Anlarsınız ya, çoğu hayalet, bedenleri iyice ovalandıktan sonra yoluna devam ederdi ama annesininki orada kalmıştı, koridorlarda uçuyor, Laylee uyurken bile onun en iyi işlerini eleştiriyordu. Babası da asla orada değildi, o da neredeyse annesi öldüğünden beri yoktu. Annesi öleli iki gün olmuşken, karısının kaybıyla mahvolan babası, Ölüm’ü bulup ona yakın geçmişteki seçimleriyle ilgili sert bir nutuk çekmeyi planlayarak fevri bir kararla yola çıkmıştı. Ne yazık ki Ölüm ortalıkta yoktu. Daha da kötüsü, yas babasının zihnini o kadar zayıflatmıştı ki iki yıllık yokluğuna rağmen şimdiye kadar ancak kasaba merkezine kadar gitmeyi başarabilmişti.

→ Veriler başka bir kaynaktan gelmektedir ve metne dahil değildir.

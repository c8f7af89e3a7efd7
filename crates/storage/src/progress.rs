//! Progress snapshots persisted as JSON under per-curriculum, per-profile keys.

use std::collections::BTreeMap;
use std::sync::Arc;

use practice_core::model::{CategoryId, ProfileId, ProgressBook, ProgressRecord};
use serde::{Deserialize, Serialize};
use serde_json::Value;
use tracing::{debug, warn};

use crate::repository::{KeyValueStore, StorageError};

/// Persisted shape of one category's counters.
///
/// `mastery` is written for readers of the raw blob and ignored on load.
#[derive(Debug, Clone, PartialEq, Serialize, Deserialize)]
pub struct ProgressRecordDto {
    #[serde(default)]
    pub name: String,
    pub correct: i64,
    pub attempted: i64,
    #[serde(default)]
    pub mastery: f64,
}

impl ProgressRecordDto {
    #[must_use]
    pub fn from_record(record: &ProgressRecord) -> Self {
        Self {
            name: record.display_name().to_owned(),
            correct: i64::from(record.correct()),
            attempted: i64::from(record.attempted()),
            mastery: record.mastery(),
        }
    }

    /// Rebuild the domain record; a blank name falls back to the category id.
    ///
    /// # Errors
    ///
    /// Returns `StorageError::Serialization` for negative or inconsistent counters.
    pub fn into_record(self, id: &CategoryId) -> Result<ProgressRecord, StorageError> {
        let attempted = u32::try_from(self.attempted)
            .map_err(|_| StorageError::Serialization(format!("attempted out of range: {}", self.attempted)))?;
        let correct = u32::try_from(self.correct)
            .map_err(|_| StorageError::Serialization(format!("correct out of range: {}", self.correct)))?;
        let name = if self.name.trim().is_empty() {
            id.as_str().to_owned()
        } else {
            self.name
        };
        ProgressRecord::from_persisted(name, attempted, correct)
            .map_err(|err| StorageError::Serialization(err.to_string()))
    }
}

/// Key of a profile's progress blob within a curriculum namespace.
#[must_use]
pub fn progress_key(namespace: &str, profile: &ProfileId) -> String {
    format!("progress:{namespace}:{profile}")
}

#[must_use]
pub fn previous_session_key(namespace: &str, profile: &ProfileId) -> String {
    format!("last_session_questions:{namespace}:{profile}")
}

/// Loads and saves one profile's progress book and previous-session count.
///
/// Keys are scoped to a namespace, one per curriculum, so books for
/// different catalogs never mix. Loads never fail: unreadable or corrupt
/// data degrades to empty defaults with a warning. Saves report errors so a
/// caller can tell the user.
#[derive(Clone)]
pub struct ProgressRepository {
    store: Arc<dyn KeyValueStore>,
    namespace: String,
}

impl ProgressRepository {
    #[must_use]
    pub fn new(store: Arc<dyn KeyValueStore>, namespace: impl Into<String>) -> Self {
        Self {
            store,
            namespace: namespace.into(),
        }
    }

    #[must_use]
    pub fn namespace(&self) -> &str {
        &self.namespace
    }

    pub async fn load_progress(&self, profile: &ProfileId) -> ProgressBook {
        let key = progress_key(&self.namespace, profile);
        let raw = match self.store.load(&key).await {
            Ok(Some(raw)) => raw,
            Ok(None) => {
                debug!(%profile, "no stored progress");
                return ProgressBook::new();
            }
            Err(err) => {
                warn!(%profile, error = %err, "progress load failed; starting empty");
                return ProgressBook::new();
            }
        };

        // Only a blob that is not a JSON object is discarded; bad entries are
        // dropped individually.
        let parsed: BTreeMap<String, Value> = match serde_json::from_str(&raw) {
            Ok(parsed) => parsed,
            Err(err) => {
                warn!(
                    namespace = %self.namespace,
                    %profile,
                    error = %err,
                    "corrupt progress blob; discarding"
                );
                if let Err(err) = self.store.remove(&key).await {
                    warn!(%profile, error = %err, "could not remove corrupt progress blob");
                }
                return ProgressBook::new();
            }
        };

        let records = parsed.into_iter().filter_map(|(raw_id, value)| {
            let id = match CategoryId::new(raw_id.as_str()) {
                Ok(id) => id,
                Err(err) => {
                    warn!(%profile, category = %raw_id, error = %err, "dropping record with bad id");
                    return None;
                }
            };
            let record = serde_json::from_value::<ProgressRecordDto>(value)
                .map_err(|err| StorageError::Serialization(err.to_string()))
                .and_then(|dto| dto.into_record(&id));
            match record {
                Ok(record) => Some((id, record)),
                Err(err) => {
                    warn!(%profile, category = %id, error = %err, "dropping invalid record");
                    None
                }
            }
        });
        let book = ProgressBook::from_records(records);
        debug!(%profile, categories = book.len(), "progress loaded");
        book
    }

    /// # Errors
    ///
    /// Returns `StorageError` if the snapshot cannot be serialized or stored.
    pub async fn save_progress(
        &self,
        profile: &ProfileId,
        progress: &ProgressBook,
    ) -> Result<(), StorageError> {
        let snapshot: BTreeMap<&str, ProgressRecordDto> = progress
            .iter()
            .map(|(id, record)| (id.as_str(), ProgressRecordDto::from_record(record)))
            .collect();
        let json = serde_json::to_string(&snapshot)
            .map_err(|err| StorageError::Serialization(err.to_string()))?;
        self.store.save(&progress_key(&self.namespace, profile), &json).await?;
        debug!(%profile, categories = snapshot.len(), "progress saved");
        Ok(())
    }

    /// Questions completed in the profile's last session; 0 when unknown.
    pub async fn load_previous_count(&self, profile: &ProfileId) -> u32 {
        match self.store.load(&previous_session_key(&self.namespace, profile)).await {
            Ok(Some(raw)) => raw.trim().parse().unwrap_or_else(|_| {
                warn!(%profile, value = %raw, "malformed previous-session count");
                0
            }),
            Ok(None) => 0,
            Err(err) => {
                warn!(%profile, error = %err, "previous-session count load failed");
                0
            }
        }
    }

    /// # Errors
    ///
    /// Returns `StorageError` if the count cannot be stored.
    pub async fn save_previous_count(
        &self,
        profile: &ProfileId,
        count: u32,
    ) -> Result<(), StorageError> {
        self.store
            .save(&previous_session_key(&self.namespace, profile), &count.to_string())
            .await
    }

    /// Forget everything stored for the profile.
    ///
    /// # Errors
    ///
    /// Returns `StorageError` if either key cannot be removed.
    pub async fn reset(&self, profile: &ProfileId) -> Result<(), StorageError> {
        self.store.remove(&progress_key(&self.namespace, profile)).await?;
        self.store.remove(&previous_session_key(&self.namespace, profile)).await?;
        debug!(%profile, "progress reset");
        Ok(())
    }
}

#[cfg(test)]
mod tests {
    use super::*;
    use crate::repository::InMemoryStore;

    const NS: &str = "year9";

    fn profile(name: &str) -> ProfileId {
        ProfileId::new(name).unwrap()
    }

    fn id(raw: &str) -> CategoryId {
        CategoryId::new(raw).unwrap()
    }

    fn repo() -> (ProgressRepository, InMemoryStore) {
        let store = InMemoryStore::new();
        (ProgressRepository::new(Arc::new(store.clone()), NS), store)
    }

    #[tokio::test]
    async fn saved_snapshot_reloads_identically() {
        let (repo, _) = repo();
        let hudson = profile("hudson");
        let mut book = ProgressBook::new();
        book.record_attempt(&id("number"), "Number", true);
        book.record_attempt(&id("number"), "Number", false);
        book.record_attempt(&id("algebra"), "Algebra", true);

        repo.save_progress(&hudson, &book).await.unwrap();
        let loaded = repo.load_progress(&hudson).await;
        assert_eq!(loaded, book);
    }

    #[tokio::test]
    async fn profiles_are_isolated() {
        let (repo, _) = repo();
        let mut book = ProgressBook::new();
        book.record_attempt(&id("number"), "Number", true);
        repo.save_progress(&profile("baxter"), &book).await.unwrap();
        repo.save_previous_count(&profile("baxter"), 7).await.unwrap();

        assert!(repo.load_progress(&profile("hudson")).await.is_empty());
        assert_eq!(repo.load_previous_count(&profile("hudson")).await, 0);
        assert_eq!(repo.load_previous_count(&profile("baxter")).await, 7);
    }

    #[tokio::test]
    async fn corrupt_blob_is_removed_and_reads_empty() {
        let (repo, store) = repo();
        let hudson = profile("hudson");
        store.save(&progress_key(NS, &hudson), "{not json").await.unwrap();

        assert!(repo.load_progress(&hudson).await.is_empty());
        assert_eq!(store.load(&progress_key(NS, &hudson)).await.unwrap(), None);
    }

    #[tokio::test]
    async fn inconsistent_records_are_dropped_individually() {
        let (repo, store) = repo();
        let hudson = profile("hudson");
        let blob = r#"{
            "number": {"name": "Number", "correct": 2, "attempted": 3, "mastery": 0.66},
            "algebra": {"name": "Algebra", "correct": 5, "attempted": 1, "mastery": 5.0},
            "geometry": {"name": "Geometry", "correct": -1, "attempted": 4},
            "statistics": {"correct": 0, "attempted": 2}
        }"#;
        store.save(&progress_key(NS, &hudson), blob).await.unwrap();

        let book = repo.load_progress(&hudson).await;
        assert_eq!(book.len(), 2);
        let number = book.get(&id("number")).unwrap();
        assert_eq!((number.correct(), number.attempted()), (2, 3));
        assert_eq!(book.get(&id("statistics")).unwrap().display_name(), "statistics");
        assert!(book.get(&id("algebra")).is_none());
    }

    #[tokio::test]
    async fn malformed_previous_count_reads_zero() {
        let (repo, store) = repo();
        let hudson = profile("hudson");
        store.save(&previous_session_key(NS, &hudson), "-3").await.unwrap();
        assert_eq!(repo.load_previous_count(&hudson).await, 0);
        store.save(&previous_session_key(NS, &hudson), "abc").await.unwrap();
        assert_eq!(repo.load_previous_count(&hudson).await, 0);
    }

    #[tokio::test]
    async fn reset_clears_both_keys() {
        let (repo, store) = repo();
        let hudson = profile("hudson");
        let mut book = ProgressBook::new();
        book.record_attempt(&id("number"), "Number", true);
        repo.save_progress(&hudson, &book).await.unwrap();
        repo.save_previous_count(&hudson, 3).await.unwrap();

        repo.reset(&hudson).await.unwrap();
        assert_eq!(store.load(&progress_key(NS, &hudson)).await.unwrap(), None);
        assert_eq!(store.load(&previous_session_key(NS, &hudson)).await.unwrap(), None);
        assert!(repo.load_progress(&hudson).await.is_empty());
    }

    #[tokio::test]
    async fn wrong_typed_record_does_not_discard_the_rest() {
        let (repo, store) = repo();
        let hudson = profile("hudson");
        let blob = r#"{
            "number": {"name": "Number", "correct": 40, "attempted": 50, "mastery": 0.8},
            "algebra": {"name": "Algebra", "correct": 1.5, "attempted": 2, "mastery": 0.75},
            "geometry": {"name": "Geometry", "correct": "3", "attempted": 4}
        }"#;
        store.save(&progress_key(NS, &hudson), blob).await.unwrap();

        let book = repo.load_progress(&hudson).await;
        assert_eq!(book.len(), 1);
        let number = book.get(&id("number")).unwrap();
        assert_eq!((number.correct(), number.attempted()), (40, 50));
        assert!(store.load(&progress_key(NS, &hudson)).await.unwrap().is_some());
    }

    #[tokio::test]
    async fn non_object_blob_is_discarded() {
        let (repo, store) = repo();
        let hudson = profile("hudson");
        store.save(&progress_key(NS, &hudson), "[1, 2]").await.unwrap();

        assert!(repo.load_progress(&hudson).await.is_empty());
        assert_eq!(store.load(&progress_key(NS, &hudson)).await.unwrap(), None);
    }

    #[tokio::test]
    async fn namespaces_keep_curricula_apart() {
        let store = InMemoryStore::new();
        let year6 = ProgressRepository::new(Arc::new(store.clone()), "year6");
        let year9 = ProgressRepository::new(Arc::new(store.clone()), "year9");
        let learner = profile("learner");

        let mut book = ProgressBook::new();
        book.record_attempt(&id("number"), "Number & Place Value", true);
        book.record_attempt(&id("fractions_decimals"), "Fractions & Decimals", false);
        year6.save_progress(&learner, &book).await.unwrap();
        year6.save_previous_count(&learner, 2).await.unwrap();

        assert!(year9.load_progress(&learner).await.is_empty());
        assert_eq!(year9.load_previous_count(&learner).await, 0);
        assert_eq!(year6.load_progress(&learner).await, book);

        year9.reset(&learner).await.unwrap();
        assert_eq!(year6.load_previous_count(&learner).await, 2);
    }
}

Kalp kırıklığı ona sadece yolunu değil, mantığını da kaybettirmişti. Babasının beyni âdeta baştan düzenlenmişti ve kaybın getirdiği deliliğin kaosu içinde yegâne çocuğuna hiç yer kalmamıştı. Laylee yasa karşı verilen bir savaşta sivil zayiattı ve böyle bir savaşı kazanma umudu olmayan babası, talihsizce bu bihaberlik afyonuna teslim olmuştu. Laylee arada kasabada kalmaya giderken kafası karışık babasının yanından geçer, destek için onun omzunu okşar ve cebine bir nar koyardı. Dahası sonra. Şimdilik odaklanalım: Soğuk, ıssız bir geceydi ve Laylee akşam yemeğinin son parçalarını toplamıştı ki ani bir ses donakalmasına sebep oldu. İki yüksek gümbürtü, bir dal kırılması, boğuk bir patırtı, su götürmez bir nefes alma sesi ve aniden yükselen öfkeli fısıltılar…

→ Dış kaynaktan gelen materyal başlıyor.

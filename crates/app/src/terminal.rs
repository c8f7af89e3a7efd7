//! Line-based terminal presentation for sessions, reports and the quiz.

use std::error::Error;
use std::io::Write;
use std::path::Path;
use std::time::Duration;

use practice_core::banks;
use practice_core::checker::InputKind;
use practice_core::model::{MasteryBand, ProfileId};
use practice_core::quiz::QuestionOutcome;
use practice_core::time::format_countdown;
use services::{
    IgnoredReason, NextOutcome, PracticeLoopService, PracticeSession, ProgressReport,
    QuestionSlot, QuestionView, SessionEnded, SubmitOutcome, Tick, TickOutcome, TickSource,
};
use tokio::io::{AsyncBufReadExt, BufReader, Lines, Stdin};
use tracing::warn;

type Input = Lines<BufReader<Stdin>>;

const BAR_WIDTH: usize = 20;

fn stdin_lines() -> Input {
    BufReader::new(tokio::io::stdin()).lines()
}

fn prompt(text: &str) {
    write_prompt(&mut std::io::stdout(), text);
}

/// A prompt that fails to reach the terminal is logged; the session carries on.
fn write_prompt(out: &mut impl Write, text: &str) {
    if let Err(err) = out.write_all(text.as_bytes()).and_then(|()| out.flush()) {
        warn!(error = %err, "could not write prompt");
    }
}

//
// ─── PRACTICE ──────────────────────────────────────────────────────────────────
//

/// Home view, one timed session, then the end view with the updated report.
pub async fn run_practice(
    service: &PracticeLoopService,
    profile: &ProfileId,
    diagram_dir: Option<&Path>,
) -> Result<(), Box<dyn Error>> {
    let mut session = service.open_profile(profile).await;
    let mut input = stdin_lines();

    println!("Welcome back, {}!", session.learner());
    print_report(&service.progress_report(profile).await);
    println!();
    println!(
        "Questions completed last session: {}",
        session.previous_session_count()
    );
    println!(
        "Press Enter to start a {} session. While practising, type :time or :end.",
        format_countdown(session.settings().session_duration_secs())
    );
    if input.next_line().await?.is_none() {
        return Ok(());
    }

    let opening = session.start()?;
    let mut ticker = TickSource::new();
    let mut ticks = ticker.install(Duration::from_secs(1));
    println!("\n{opening}");
    let mut presented = 0_u32;
    render_slot(&session, diagram_dir, &mut presented);

    let (ended, user_ended) = loop {
        tokio::select! {
            tick = ticks.recv() => {
                let Some(Tick) = tick else {
                    break (end_now(&mut session)?, false);
                };
                match session.tick()? {
                    TickOutcome::Running { remaining_secs, motivation } => {
                        if let Some(message) = motivation {
                            println!("  ({}) {message}", format_countdown(remaining_secs));
                        }
                    }
                    TickOutcome::Expired(ended) => {
                        println!("\nTime's up!");
                        break (ended, false);
                    }
                    TickOutcome::Ignored => {}
                }
            }
            line = input.next_line() => {
                let Some(line) = line? else {
                    break (end_now(&mut session)?, true);
                };
                match line.trim() {
                    ":end" | ":quit" => break (end_now(&mut session)?, true),
                    ":time" => println!("Time remaining: {}", session.countdown()),
                    _ => handle_line(&mut session, &line, diagram_dir, &mut presented),
                }
            }
        }
    };
    ticker.cancel();

    finish(service, profile, &ended, user_ended).await;
    session.return_home();
    print_report(&service.progress_report(profile).await);
    Ok(())
}

fn end_now(session: &mut PracticeSession) -> Result<SessionEnded, Box<dyn Error>> {
    session
        .end_early()?
        .ok_or_else(|| "session was not active".into())
}

async fn finish(
    service: &PracticeLoopService,
    profile: &ProfileId,
    ended: &SessionEnded,
    user_ended: bool,
) {
    println!(
        "Session over: {} answered, {} correct.",
        ended.summary().questions_completed(),
        ended.summary().correct()
    );
    match service.finish_session(profile, ended).await {
        Ok(()) => println!("Progress saved."),
        // Timer-driven saves are only logged; the learner did not ask for them.
        Err(err) if user_ended => println!("Could not save progress: {err}"),
        Err(_) => {}
    }
    println!();
}

fn handle_line(
    session: &mut PracticeSession,
    line: &str,
    diagram_dir: Option<&Path>,
    presented: &mut u32,
) {
    match session.slot() {
        Some(QuestionSlot::Presented(_)) => match session.submit_answer(line) {
            SubmitOutcome::Graded(feedback) => {
                if feedback.is_correct {
                    println!("Correct!");
                } else {
                    println!("Not quite. The answer was {}.", feedback.revealed_answer);
                }
                println!(
                    "Completed this session: {}. Press Enter for the next question.",
                    session.questions_completed()
                );
            }
            SubmitOutcome::Ignored(IgnoredReason::EmptyAnswer) => {
                println!("Type an answer, or :end to finish.");
            }
            SubmitOutcome::Ignored(_) => {}
        },
        Some(QuestionSlot::Answered { .. } | QuestionSlot::Unavailable(_)) => {
            if let NextOutcome::Advanced { motivation } = session.request_next() {
                println!("\n{motivation}");
                render_slot(session, diagram_dir, presented);
            }
        }
        None => {}
    }
}

fn render_slot(session: &PracticeSession, diagram_dir: Option<&Path>, presented: &mut u32) {
    match session.slot() {
        Some(QuestionSlot::Presented(selected)) => {
            *presented += 1;
            let view = QuestionView::from_selected(selected);
            println!("[{}] {}", session.countdown(), view.title);
            println!("{}", view.prompt);
            if let Some(markup) = &view.diagram {
                show_diagram(markup, diagram_dir, *presented);
            }
            prompt(input_hint(view.input));
        }
        Some(QuestionSlot::Unavailable(err)) => {
            println!("{}", QuestionView::unavailable(err));
            println!("Press Enter to try another question.");
        }
        Some(QuestionSlot::Answered { .. }) | None => {}
    }
}

fn show_diagram(markup: &str, diagram_dir: Option<&Path>, index: u32) {
    let Some(dir) = diagram_dir else {
        println!("(This question has a diagram; pass --diagram-dir to save it.)");
        return;
    };
    let path = dir.join(format!("question-{index}.svg"));
    let written = std::fs::create_dir_all(dir).and_then(|()| std::fs::write(&path, markup));
    match written {
        Ok(()) => println!("Diagram: {}", path.display()),
        Err(err) => {
            warn!(path = %path.display(), error = %err, "could not write diagram");
            println!("(Diagram could not be saved.)");
        }
    }
}

fn input_hint(kind: InputKind) -> &'static str {
    match kind {
        InputKind::Numeric => "Number> ",
        InputKind::Fraction => "Fraction or decimal> ",
        InputKind::Text => "Answer> ",
    }
}

//
// ─── REPORT ────────────────────────────────────────────────────────────────────
//

pub fn print_report(report: &ProgressReport) {
    if report.is_empty() {
        println!("No progress tracked yet.");
        return;
    }

    println!("{:<34} {:>9} {:>8}  Band", "Category", "Score", "Mastery");
    for row in report.rows() {
        println!(
            "{:<34} {:>9} {:>8}  {}",
            row.display_name,
            row.score_label(),
            row.mastery_label(),
            band_label(row.band)
        );
    }

    println!();
    let chart = report.chart();
    for (label, percent) in chart.labels.iter().zip(&chart.mastery_percents) {
        println!(
            "{label:<34} |{:<width$}| {percent:.0}%",
            bar(*percent),
            width = BAR_WIDTH
        );
    }
}

fn band_label(band: MasteryBand) -> &'static str {
    match band {
        MasteryBand::Low => "low",
        MasteryBand::Mid => "mid",
        MasteryBand::High => "high",
    }
}

#[allow(clippy::cast_possible_truncation, clippy::cast_sign_loss)]
fn bar(percent: f64) -> String {
    let filled = (percent.clamp(0.0, 100.0) / 100.0 * BAR_WIDTH as f64).round() as usize;
    "#".repeat(filled)
}

//
// ─── RESET ─────────────────────────────────────────────────────────────────────
//

pub async fn run_reset(
    service: &PracticeLoopService,
    profile: &ProfileId,
) -> Result<(), Box<dyn Error>> {
    prompt(&format!(
        "This forgets all progress for {profile}. Type the profile name to confirm: "
    ));
    let confirmation = stdin_lines().next_line().await?.unwrap_or_default();
    if confirmation.trim() != profile.as_str() {
        println!("Reset cancelled.");
        return Ok(());
    }
    service.reset_profile(profile).await?;
    println!("Progress for {profile} has been reset.");
    Ok(())
}

//
// ─── QUIZ ──────────────────────────────────────────────────────────────────────
//

pub async fn run_quiz() -> Result<(), Box<dyn Error>> {
    let quiz = banks::biology()?;
    let mut input = stdin_lines();
    let mut responses = Vec::with_capacity(quiz.len());

    for (number, question) in (1..).zip(quiz.questions()) {
        println!("\n{number}. {}", question.prompt());
        for (letter, option) in ('a'..).zip(question.options()) {
            println!("   {letter}) {option}");
        }
        prompt("Answer (letter, blank to skip)> ");
        let line = input.next_line().await?.unwrap_or_default();
        responses.push(choose_option(question.options(), &line));
    }

    let result = quiz.grade(&responses)?;
    println!();
    for ((number, question), outcome) in (1..).zip(quiz.questions()).zip(result.outcomes()) {
        match outcome {
            QuestionOutcome::Correct => println!("{number}. correct"),
            QuestionOutcome::Incorrect { chosen, expected } => {
                println!("{number}. {:?}: chose {chosen}, answer {expected}", question.prompt());
            }
            QuestionOutcome::Unanswered { expected } => {
                println!("{number}. {:?}: not answered, answer {expected}", question.prompt());
            }
        }
    }
    println!(
        "\nYou scored {} out of {} ({}%).",
        result.score(),
        result.total(),
        result.percentage()
    );
    println!("{}", result.feedback().message());
    Ok(())
}

/// A single letter picks an option; anything else is matched as typed.
fn choose_option(options: &[String], raw: &str) -> Option<String> {
    let raw = raw.trim();
    if raw.is_empty() {
        return None;
    }
    let mut chars = raw.chars();
    let picked = match (chars.next(), chars.next()) {
        (Some(letter), None) if letter.is_ascii_alphabetic() => {
            let index = usize::from(letter.to_ascii_lowercase() as u8 - b'a');
            options.get(index).cloned()
        }
        _ => None,
    };
    Some(picked.unwrap_or_else(|| raw.to_owned()))
}

#[cfg(test)]
mod tests {
    use super::*;

    fn options() -> Vec<String> {
        vec!["Neuron".into(), "Nephron".into(), "Alveolus".into()]
    }

    #[test]
    fn letters_pick_options_and_text_passes_through() {
        assert_eq!(choose_option(&options(), "b"), Some("Nephron".into()));
        assert_eq!(choose_option(&options(), " C "), Some("Alveolus".into()));
        assert_eq!(choose_option(&options(), "z"), Some("z".into()));
        assert_eq!(choose_option(&options(), "Neuron"), Some("Neuron".into()));
        assert_eq!(choose_option(&options(), "   "), None);
    }

    struct BrokenPipe {
        written: Vec<u8>,
    }

    impl Write for BrokenPipe {
        fn write(&mut self, buf: &[u8]) -> std::io::Result<usize> {
            self.written.extend_from_slice(buf);
            Ok(buf.len())
        }

        fn flush(&mut self) -> std::io::Result<()> {
            Err(std::io::ErrorKind::BrokenPipe.into())
        }
    }

    #[test]
    fn prompt_survives_a_failed_flush() {
        let mut out = BrokenPipe { written: Vec::new() };
        write_prompt(&mut out, "Number> ");
        assert_eq!(out.written, b"Number> ");

        let mut buffer = Vec::new();
        write_prompt(&mut buffer, "Answer> ");
        assert_eq!(buffer, b"Answer> ");
    }

    #[test]
    fn bars_scale_to_width() {
        assert_eq!(bar(0.0), "");
        assert_eq!(bar(50.0).len(), BAR_WIDTH / 2);
        assert_eq!(bar(100.0).len(), BAR_WIDTH);
        assert_eq!(bar(250.0).len(), BAR_WIDTH);
    }
}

Hayır, inkâr edilemezdi: Buraya izinsiz girenler vardı. Şimdi, bu her normal insan için endişe verici bir keşif olurdu ama Laylee aşırı anormal biri olduğundan sakin kaldı. Fakat şaşırmıştı. Olay şu ki buraya asla kimse gelmezdi ve gelirlerse de Tanrı yardımcıları olsun; şişmiş ve çürümüş cesetlerle dolu bir kulübeye rastlamak bu zamana kadar kimsenin hayrına olmamıştı. İşte bu yüzden Laylee ve ailesi nispeten izole bir hayat yaşıyorlardı.
Bir tür gayriresmî sürgün içinde, kasabanın dış eteklerindeki küçük bir yarımadada yer alan ufak, esintili bir şatoyu mesken tutmuşlardı; bu Laylee ve ailesinin hak etmediği bir nezaketsizlikti ama öte yandan kimse bu kadar talihsiz bir mesleği olan kızla komşu olmak istemiyordu. Her halükârda Laylee evinin bu kadar yakınında insan sesleri duymaya hiç alışık değildi ve bu onu kuşkulandırdı. Başı dik ve zihni tetikte olan Laylee, kar tanelerini süslü gümüş bir yemek kutusuna koydu –eski bir aile yadigârıydı– ve parmak ucunda gözden uzaklaştı.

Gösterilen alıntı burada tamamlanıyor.